El problema es que nos cambiaron la historia al no contarnos que existieron todas estas mujeres. ¿Por qué no nos han contado que el primer texto firmado de la historia lo escribió una mujer? ¿Por qué no nos han dicho que el primer yo de la literatura universal fue Enheduanna? A mí me parece que nos están cambiando la historia cuando nos ocultan esos datos. Como filóloga de formación, desde que empecé mis estudios, constantemente tenía esta inquietud: ¿Cuando se habla de quienes hicieron historia y se dice ellos, es un ellos masculino o es un ellos que nos abarca a todos? ¿Las mujeres vivían esta situación igual que los hombres, o estaban en algún pequeño reducto con las limitaciones y los obstáculos que les imponían? El de Sulpicia me parece un ejemplo interesante, pues muestra cómo sobrevive el texto de una mujer porque se atribuye a un hombre. Entrar bajo el manto de un autor masculino la salva de la desaparición, y ahora permite que la leamos y la recuperemos ya con su propia identidad. O sea, tuvo, de alguna manera, que ser suplantada para poder sobrevivir. Realmente nadie hizo una historia de las mujeres escritoras, pero de repente un erudito hace una mención a un libro, a un personaje, a una mujer, menciona una biografía de una escritora, de una poeta y entonces ahí me quedo con todos esos datos y los voy recopilando, aunque muchas de ellas pues sean alusiones de refilón y no quede más que el añico de un verso o un título aislado.
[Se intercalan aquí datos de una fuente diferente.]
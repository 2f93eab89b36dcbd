//! Bridge from the build log port onto `tracing`.

use artimirror_torrent_core::BuildLog;
use tracing::{info, warn};

/// Build log that forwards every line to the tracing subscriber.
#[derive(Debug, Clone)]
pub struct TracingBuildLog {
    scope: String,
}

impl TracingBuildLog {
    /// Build log tagged with a scope such as `<typeId>/<buildId>`.
    #[must_use]
    pub fn new(scope: impl Into<String>) -> Self {
        Self {
            scope: scope.into(),
        }
    }

    /// Scope attached to each forwarded line.
    #[must_use]
    pub fn scope(&self) -> &str {
        &self.scope
    }
}

impl BuildLog for TracingBuildLog {
    fn info(&self, message: &str) {
        info!(scope = %self.scope, "{message}");
    }

    fn warn(&self, message: &str) {
        warn!(scope = %self.scope, "{message}");
    }

    fn progress_started(&self, message: &str) {
        info!(scope = %self.scope, progress = "started", "{message}");
    }

    fn progress_finished(&self, message: &str) {
        info!(scope = %self.scope, progress = "finished", "{message}");
    }
}
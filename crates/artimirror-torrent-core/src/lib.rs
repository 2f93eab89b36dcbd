#![forbid(unsafe_code)]
#![deny(
    warnings,
    dead_code,
    unused,
    unused_imports,
    unused_must_use,
    unreachable_pub,
    clippy::all,
    clippy::pedantic,
    clippy::nursery,
    rustdoc::broken_intra_doc_links,
    rustdoc::bare_urls,
    missing_docs
)]
#![allow(clippy::module_name_repetitions)]

//! Engine-agnostic distribution interfaces and metadata model.
//!
//! # Design
//! - Metadata creation, identity, save, and load live on [`TorrentMetadata`].
//! - Peer transfer sits behind [`DistributionEngine`]; direct retrieval behind
//!   [`DirectFetcher`]; user-visible progress behind [`BuildLog`].

pub mod bencode;
pub mod build_log;
pub mod engine;
pub mod error;
pub mod fetcher;
mod info_hash;
pub mod layout;
pub mod metadata;

pub use build_log::{BuildLog, NullBuildLog};
pub use engine::{DistributionEngine, FetchRequest, SeedHandle, default_work_dir};
pub use error::{TorrentError, TorrentResult};
pub use fetcher::{Credentials, DirectFetcher, FetchError};
pub use info_hash::InfoHash;
pub use metadata::{CREATOR_TAG, PIECE_LENGTH, TorrentMetadata};
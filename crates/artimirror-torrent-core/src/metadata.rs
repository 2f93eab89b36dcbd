//! Distribution metadata ("torrent file") model.
//!
//! # Design
//! - Single-file metadata with fixed 512 KiB pieces hashed with SHA-256.
//! - No creation timestamp is written, so identical input yields identical bytes.
//! - Identity covers only the `info` dictionary; the announce endpoint and the
//!   storage location never affect it.

use std::fs::{self, File};
use std::io::{self, Read, Write};
use std::path::Path;

use sha2::{Digest, Sha256};

use crate::bencode::BencodeValue;
use crate::error::{TorrentError, TorrentResult};
use crate::info_hash::InfoHash;

/// Fixed piece size for every metadata file.
pub const PIECE_LENGTH: u64 = 512 * 1024;
/// Creator tag recorded in each metadata file.
pub const CREATOR_TAG: &str = "artimirror";
/// Size of one piece digest.
pub const PIECE_HASH_LEN: usize = 32;

/// Parsed single-file distribution metadata.
#[derive(Debug, Clone, PartialEq, Eq)]
pub struct TorrentMetadata {
    announce: String,
    created_by: String,
    name: String,
    length: u64,
    piece_length: u64,
    pieces: Vec<[u8; PIECE_HASH_LEN]>,
}

impl TorrentMetadata {
    /// Hash `file` into metadata announcing to `announce`.
    ///
    /// Blocking: callers on the async runtime should run this under
    /// `spawn_blocking`.
    ///
    /// # Errors
    ///
    /// Returns [`TorrentError::Io`] when the file cannot be opened or read and
    /// [`TorrentError::InvalidRequest`] when it has no usable file name.
    pub fn create(file: &Path, announce: &str, creator: &str) -> TorrentResult<Self> {
        let name = file
            .file_name()
            .and_then(|name| name.to_str())
            .ok_or(TorrentError::InvalidRequest {
                operation: "metadata.create",
                reason: "file_name_not_utf8",
            })?
            .to_string();
        let mut handle =
            File::open(file).map_err(|err| TorrentError::io("metadata.open", file, err))?;

        let piece_len = usize::try_from(PIECE_LENGTH).unwrap_or(usize::MAX);
        let mut buffer = vec![0_u8; piece_len];
        let mut pieces: Vec<[u8; PIECE_HASH_LEN]> = Vec::new();
        let mut length = 0_u64;
        loop {
            let filled = read_full(&mut handle, &mut buffer)
                .map_err(|err| TorrentError::io("metadata.hash", file, err))?;
            if filled == 0 {
                break;
            }
            pieces.push(Sha256::digest(&buffer[..filled]).into());
            length += filled as u64;
            if filled < buffer.len() {
                break;
            }
        }

        Ok(Self {
            announce: announce.to_string(),
            created_by: creator.to_string(),
            name,
            length,
            piece_length: PIECE_LENGTH,
            pieces,
        })
    }

    /// Decode metadata from its bencoded bytes.
    ///
    /// # Errors
    ///
    /// Returns [`TorrentError::Bencode`] for malformed bytes and
    /// [`TorrentError::InvalidMetadata`] when a required key is missing or
    /// the piece table does not match the declared length.
    pub fn from_bytes(bytes: &[u8]) -> TorrentResult<Self> {
        let root = BencodeValue::decode(bytes)?;
        let info = root
            .get("info")
            .ok_or(TorrentError::InvalidMetadata {
                reason: "missing_info",
            })?;
        let announce = root
            .get("announce")
            .and_then(BencodeValue::as_str)
            .unwrap_or_default()
            .to_string();
        let created_by = root
            .get("created by")
            .and_then(BencodeValue::as_str)
            .unwrap_or_default()
            .to_string();
        let name = info
            .get("name")
            .and_then(BencodeValue::as_str)
            .filter(|name| !name.is_empty())
            .ok_or(TorrentError::InvalidMetadata {
                reason: "missing_name",
            })?
            .to_string();
        let length = non_negative(info.get("length"), "missing_length")?;
        let piece_length = non_negative(info.get("piece length"), "missing_piece_length")?;
        if piece_length == 0 {
            return Err(TorrentError::InvalidMetadata {
                reason: "zero_piece_length",
            });
        }
        let raw_pieces = info
            .get("pieces")
            .and_then(BencodeValue::as_bytes)
            .ok_or(TorrentError::InvalidMetadata {
                reason: "missing_pieces",
            })?;
        if raw_pieces.len() % PIECE_HASH_LEN != 0 {
            return Err(TorrentError::InvalidMetadata {
                reason: "pieces_not_aligned",
            });
        }
        let pieces: Vec<[u8; PIECE_HASH_LEN]> = raw_pieces
            .chunks_exact(PIECE_HASH_LEN)
            .filter_map(|chunk| chunk.try_into().ok())
            .collect();
        if pieces.len() as u64 != length.div_ceil(piece_length) {
            return Err(TorrentError::InvalidMetadata {
                reason: "piece_count_mismatch",
            });
        }

        Ok(Self {
            announce,
            created_by,
            name,
            length,
            piece_length,
            pieces,
        })
    }

    /// Read and decode a metadata file.
    ///
    /// # Errors
    ///
    /// Returns [`TorrentError::Io`] when the file cannot be read, otherwise the
    /// errors of [`TorrentMetadata::from_bytes`].
    pub fn load(path: &Path) -> TorrentResult<Self> {
        let bytes = fs::read(path).map_err(|err| TorrentError::io("metadata.load", path, err))?;
        Self::from_bytes(&bytes)
    }

    /// Canonical bencoded bytes.
    #[must_use]
    pub fn to_bytes(&self) -> Vec<u8> {
        BencodeValue::dict()
            .insert("announce", BencodeValue::string(&self.announce))
            .insert("created by", BencodeValue::string(&self.created_by))
            .insert("info", self.info_dict())
            .encode()
    }

    /// Persist the metadata at `path`, creating parent directories.
    ///
    /// The bytes are written to a sibling temporary file first and renamed into
    /// place, so readers never observe a partial file.
    ///
    /// # Errors
    ///
    /// Returns [`TorrentError::Io`] when any filesystem step fails.
    pub fn save(&self, path: &Path) -> TorrentResult<()> {
        if let Some(parent) = path.parent() {
            fs::create_dir_all(parent)
                .map_err(|err| TorrentError::io("metadata.create_dir", parent, err))?;
        }
        let mut staging = path.as_os_str().to_owned();
        staging.push(".partial");
        let staging = Path::new(&staging);
        {
            let mut file = File::create(staging)
                .map_err(|err| TorrentError::io("metadata.stage", staging, err))?;
            file.write_all(&self.to_bytes())
                .and_then(|()| file.sync_all())
                .map_err(|err| TorrentError::io("metadata.write", staging, err))?;
        }
        fs::rename(staging, path).map_err(|err| TorrentError::io("metadata.rename", path, err))
    }

    /// Content identity over the canonical `info` dictionary.
    #[must_use]
    pub fn info_hash(&self) -> InfoHash {
        InfoHash::from_bytes(Sha256::digest(self.info_dict().encode()).into())
    }

    /// Announce endpoint recorded in the file.
    #[must_use]
    pub fn announce(&self) -> &str {
        &self.announce
    }

    /// Creator tag recorded in the file.
    #[must_use]
    pub fn created_by(&self) -> &str {
        &self.created_by
    }

    /// File name of the described artifact.
    #[must_use]
    pub fn name(&self) -> &str {
        &self.name
    }

    /// Declared artifact size in bytes.
    #[must_use]
    pub const fn length(&self) -> u64 {
        self.length
    }

    /// Piece size in bytes.
    #[must_use]
    pub const fn piece_length(&self) -> u64 {
        self.piece_length
    }

    /// Number of pieces.
    #[must_use]
    pub fn piece_count(&self) -> usize {
        self.pieces.len()
    }

    /// Byte offset and length of piece `index`, if it exists.
    #[must_use]
    pub fn piece_span(&self, index: usize) -> Option<(u64, u64)> {
        if index >= self.pieces.len() {
            return None;
        }
        let offset = (index as u64).checked_mul(self.piece_length)?;
        let len = self.piece_length.min(self.length.saturating_sub(offset));
        Some((offset, len))
    }

    /// Whether `data` hashes to the recorded digest of piece `index`.
    #[must_use]
    pub fn verify_piece(&self, index: usize, data: &[u8]) -> bool {
        self.pieces
            .get(index)
            .is_some_and(|expected| Sha256::digest(data).as_slice() == expected)
    }

    fn info_dict(&self) -> BencodeValue {
        let pieces: Vec<u8> = self.pieces.iter().flatten().copied().collect();
        BencodeValue::dict()
            .insert("length", int_value(self.length))
            .insert("name", BencodeValue::string(&self.name))
            .insert("piece length", int_value(self.piece_length))
            .insert("pieces", BencodeValue::Bytes(pieces))
    }
}

fn int_value(value: u64) -> BencodeValue {
    BencodeValue::integer(i64::try_from(value).unwrap_or(i64::MAX))
}

fn non_negative(value: Option<&BencodeValue>, reason: &'static str) -> TorrentResult<u64> {
    value
        .and_then(BencodeValue::as_integer)
        .and_then(|raw| u64::try_from(raw).ok())
        .ok_or(TorrentError::InvalidMetadata { reason })
}

fn read_full(reader: &mut impl Read, buffer: &mut [u8]) -> io::Result<usize> {
    let mut filled = 0;
    while filled < buffer.len() {
        match reader.read(&mut buffer[filled..]) {
            Ok(0) => break,
            Ok(read) => filled += read,
            Err(err) if err.kind() == io::ErrorKind::Interrupted => {}
            Err(err) => return Err(err),
        }
    }
    Ok(filled)
}

#[cfg(test)]
mod tests {
    use super::*;
    use anyhow::Result;
    use tempfile::TempDir;

    fn write_bytes(dir: &TempDir, name: &str, len: usize) -> Result<std::path::PathBuf> {
        let path = dir.path().join(name);
        let data: Vec<u8> = (0..len)
            .map(|i| u8::try_from(i % 251).unwrap_or_default())
            .collect();
        fs::write(&path, data)?;
        Ok(path)
    }

    #[test]
    fn create_hashes_every_piece() -> Result<()> {
        let dir = TempDir::new()?;
        let len = usize::try_from(PIECE_LENGTH)? * 2 + 17;
        let path = write_bytes(&dir, "app.zip", len)?;

        let metadata = TorrentMetadata::create(&path, "http://tracker/announce", CREATOR_TAG)?;
        assert_eq!(metadata.name(), "app.zip");
        assert_eq!(metadata.length(), len as u64);
        assert_eq!(metadata.piece_count(), 3);
        assert_eq!(metadata.piece_span(2), Some((2 * PIECE_LENGTH, 17)));
        assert_eq!(metadata.piece_span(3), None);

        let data = fs::read(&path)?;
        let tail = &data[usize::try_from(2 * PIECE_LENGTH)?..];
        assert!(metadata.verify_piece(2, tail));
        assert!(!metadata.verify_piece(1, tail));
        Ok(())
    }

    #[test]
    fn identity_ignores_announce_and_location() -> Result<()> {
        let first = TempDir::new()?;
        let second = TempDir::new()?;
        let a = write_bytes(&first, "lib.zip", 1_000)?;
        let b = write_bytes(&second, "lib.zip", 1_000)?;

        let left = TorrentMetadata::create(&a, "http://one/announce", CREATOR_TAG)?;
        let right = TorrentMetadata::create(&b, "udp://two:6969", CREATOR_TAG)?;
        assert_eq!(left.info_hash(), right.info_hash());
        assert_ne!(left.to_bytes(), right.to_bytes());
        Ok(())
    }

    #[test]
    fn save_and_load_preserve_bytes_and_identity() -> Result<()> {
        let dir = TempDir::new()?;
        let artifact = write_bytes(&dir, "app.zip", 70_000)?;
        let metadata = TorrentMetadata::create(&artifact, "http://tracker/announce", CREATOR_TAG)?;
        let target = dir.path().join("nested").join("app.zip.torrent");

        metadata.save(&target)?;
        let reloaded = TorrentMetadata::load(&target)?;
        assert_eq!(reloaded, metadata);
        assert_eq!(reloaded.info_hash(), metadata.info_hash());
        assert_eq!(fs::read(&target)?, metadata.to_bytes());
        assert_eq!(reloaded.created_by(), "artimirror");
        Ok(())
    }

    #[test]
    fn empty_file_has_no_pieces() -> Result<()> {
        let dir = TempDir::new()?;
        let path = write_bytes(&dir, "empty.bin", 0)?;
        let metadata = TorrentMetadata::create(&path, "http://tracker/announce", CREATOR_TAG)?;
        assert_eq!(metadata.piece_count(), 0);
        assert_eq!(TorrentMetadata::from_bytes(&metadata.to_bytes())?, metadata);
        Ok(())
    }

    #[test]
    fn from_bytes_rejects_inconsistent_piece_table() {
        let bytes = BencodeValue::dict()
            .insert(
                "info",
                BencodeValue::dict()
                    .insert("length", BencodeValue::integer(10))
                    .insert("name", BencodeValue::string("a"))
                    .insert("piece length", BencodeValue::integer(4))
                    .insert("pieces", BencodeValue::Bytes(vec![0; PIECE_HASH_LEN])),
            )
            .encode();
        assert!(matches!(
            TorrentMetadata::from_bytes(&bytes),
            Err(TorrentError::InvalidMetadata {
                reason: "piece_count_mismatch"
            })
        ));
        assert!(matches!(
            TorrentMetadata::from_bytes(b"not bencode"),
            Err(TorrentError::Bencode { .. })
        ));
    }
}
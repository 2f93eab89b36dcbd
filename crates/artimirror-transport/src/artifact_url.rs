//! Artifact URL parsing and the metadata URL transform.
//!
//! Artifact URLs have the shape `<prefix>/download/<typeId>/<buildId>/<rel>[?q]`;
//! the matching metadata lives at
//! `<prefix>/download/<typeId>/<buildId>/.artimirror/torrents/<rel>.torrent[?q]`.

use std::path::{Path, PathBuf};

use artimirror_torrent_core::layout::{METADATA_EXTENSION, TORRENTS_PREFIX};
use url::Url;

use crate::manifest::MANIFEST_FILE_NAME;

const DOWNLOAD_SEGMENT: &str = "download";

/// Artifact URL split into its build coordinates.
#[derive(Debug, Clone, PartialEq, Eq)]
pub struct ParsedArtifactUrl {
    url: Url,
    prefix: Vec<String>,
    build_type_id: String,
    build_id: String,
    relative: String,
}

impl ParsedArtifactUrl {
    /// Split `url` at its first `download` segment followed by a build type,
    /// build id, and a non-empty artifact path.
    #[must_use]
    pub fn parse(url: &Url) -> Option<Self> {
        let segments: Vec<&str> = url.path_segments()?.collect();
        let start = segments
            .iter()
            .position(|segment| *segment == DOWNLOAD_SEGMENT)?;
        let build_type_id = segments.get(start + 1).filter(|s| !s.is_empty())?;
        let build_id = segments.get(start + 2).filter(|s| !s.is_empty())?;
        let rest: Vec<&str> = segments
            .get(start + 3..)?
            .iter()
            .copied()
            .filter(|segment| !segment.is_empty())
            .collect();
        if rest.is_empty() || rest.iter().any(|segment| matches!(*segment, "." | "..")) {
            return None;
        }
        Some(Self {
            url: url.clone(),
            prefix: segments[..start].iter().map(ToString::to_string).collect(),
            build_type_id: (*build_type_id).to_string(),
            build_id: (*build_id).to_string(),
            relative: rest.join("/"),
        })
    }

    /// Original artifact URL.
    #[must_use]
    pub const fn url(&self) -> &Url {
        &self.url
    }

    /// Build configuration identifier.
    #[must_use]
    pub fn build_type_id(&self) -> &str {
        &self.build_type_id
    }

    /// Build identifier.
    #[must_use]
    pub fn build_id(&self) -> &str {
        &self.build_id
    }

    /// Artifact path relative to the build's artifact root.
    #[must_use]
    pub fn relative(&self) -> &str {
        &self.relative
    }

    /// Metadata path relative to the build's artifact root.
    #[must_use]
    pub fn relative_metadata_path(&self) -> String {
        format!("{TORRENTS_PREFIX}/{}.{METADATA_EXTENSION}", self.relative)
    }

    /// URL of the metadata file published next to the artifact.
    ///
    /// The query string of the artifact URL is preserved.
    #[must_use]
    pub fn metadata_url(&self) -> Url {
        let mut path = String::new();
        for segment in &self.prefix {
            if !segment.is_empty() {
                path.push('/');
                path.push_str(segment);
            }
        }
        path.push_str(&format!(
            "/{DOWNLOAD_SEGMENT}/{}/{}/{}",
            self.build_type_id,
            self.build_id,
            self.relative_metadata_path()
        ));
        let mut url = self.url.clone();
        url.set_path(&path);
        url
    }
}

/// Whether `url` names the build's publication manifest.
#[must_use]
pub fn is_manifest_url(url: &Url) -> bool {
    url.path_segments()
        .and_then(|mut segments| segments.next_back())
        .is_some_and(|last| last == MANIFEST_FILE_NAME)
}

/// Directory that `target` would be the artifact `relative` of.
///
/// Returns `None` when `target` does not end with `relative`.
#[must_use]
pub fn real_root(target: &Path, relative: &str) -> Option<PathBuf> {
    let relative = Path::new(relative);
    if !target.ends_with(relative) {
        return None;
    }
    let mut root = target.to_path_buf();
    for _ in relative.components() {
        root.pop();
    }
    Some(root)
}
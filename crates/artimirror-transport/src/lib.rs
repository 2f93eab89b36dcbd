#![forbid(unsafe_code)]
#![deny(
    warnings,
    dead_code,
    unused,
    unused_imports,
    unused_must_use,
    unreachable_pub,
    clippy::all,
    clippy::pedantic,
    clippy::nursery,
    rustdoc::broken_intra_doc_links,
    rustdoc::bare_urls,
    missing_docs
)]
#![allow(clippy::module_name_repetitions)]

//! Consumer-side artifact transport.
//!
//! [`TransportNegotiator`] decides per build whether peer transport applies;
//! the resulting [`TorrentTransport`] fetches artifacts from peers when enough
//! of them hold the content, and otherwise tells the caller to download
//! directly.

pub mod artifact_url;
pub mod error;
pub mod http;
pub mod manifest;
pub mod negotiator;

pub use artifact_url::{ParsedArtifactUrl, is_manifest_url, real_root};
pub use error::{TransportError, TransportResult};
pub use http::HttpFetcher;
pub use manifest::{IvyManifest, MANIFEST_FILE_NAME, ManifestError};
pub use negotiator::{
    MIN_SEEDERS_COUNT_TO_TRY, ResolveContext, TRANSPORT_NAME, TRANSPORT_PARAMETER, TorrentTransport,
    TransportNegotiator, is_loopback_host,
};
Esos son los precios del naufragio, pero yo fui reuniendo toda esa información para intentar tener en lo posible una nómina de todas las mujeres a las que no se olvidó totalmente o a las que no se olvidó y no se borró, porque luego muchas otras habrán desaparecido simplemente porque su obra no se consideró tan valiosa como la de sus colegas masculinos, pero me interesaba mucho saber cuáles son esos nombres que han seguido resonando a lo largo del tiempo.